BLM rioter gets five years' probation after pleading guilty to trying to burn down high school
The rioter was also fined more than $34,000.
Mohamed Hussein Abdi, a 20-year-old man who pleaded guilty to trying to burn down a high school during the George Floyd riots in May 2020, was sentenced to five years' probation on Thursday.
He received the sentence on Thursday in a U.S. District Court in St. Paul, Minnesota, after pleading guilty to conspiracy to commit arson, Fox News reported based on court documents.
Abdi was also fined more than $34,000, which he was ordered to pay to Gordon Parks High School in St. Paul, where he had started the fire.
He was arrested in June 2020, after security camera footage caught him entering the school through a broken glass door during the riot and pouring liquid from a white container onto both the floor and into a trash can. Abdi set the fire and then ran away as the flames and smoke spread, the news outlet reported.

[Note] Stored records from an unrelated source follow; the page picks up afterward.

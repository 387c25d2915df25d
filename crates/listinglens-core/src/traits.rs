/// Computes fixed-dimension embeddings. Treated as a pure function of
/// the input text; implementations must return one vector per input,
/// all of dimensionality `dim()`.
pub trait Embedder: Send + Sync {
    fn dim(&self) -> usize;
    fn embed_batch(&self, texts: &[String]) -> anyhow::Result<Vec<Vec<f32>>>;
}

/// Produces natural-language text for a prompt. The output has no
/// guaranteed format; callers must treat it as untrusted.
pub trait TextGenerator: Send + Sync {
    fn generate(&self, prompt: &str) -> anyhow::Result<String>;
}
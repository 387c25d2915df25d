#![deny(warnings)]
#![deny(dead_code)]
#![deny(unused_variables)]
#![deny(unused_imports)]

pub mod config;
pub mod error;
pub mod parser;
pub mod store;
pub mod traits;
pub mod types;

pub use error::{Error, Result};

The judge who presided over the case was Reagan-appointed District Court Judge David S. Doty, and Abdi was sentenced according to the Sentencing Reform Act of 1984.
The federal law "permits an individual to be sentenced to a term of imprisonment or probation and a fine, and to receive additional sanctions," which include "forfeiture for certain racketeering crimes and drug-related offenses," restitution for property damage or bodily injury, and in cases of fraud or deception, a notice order to victims.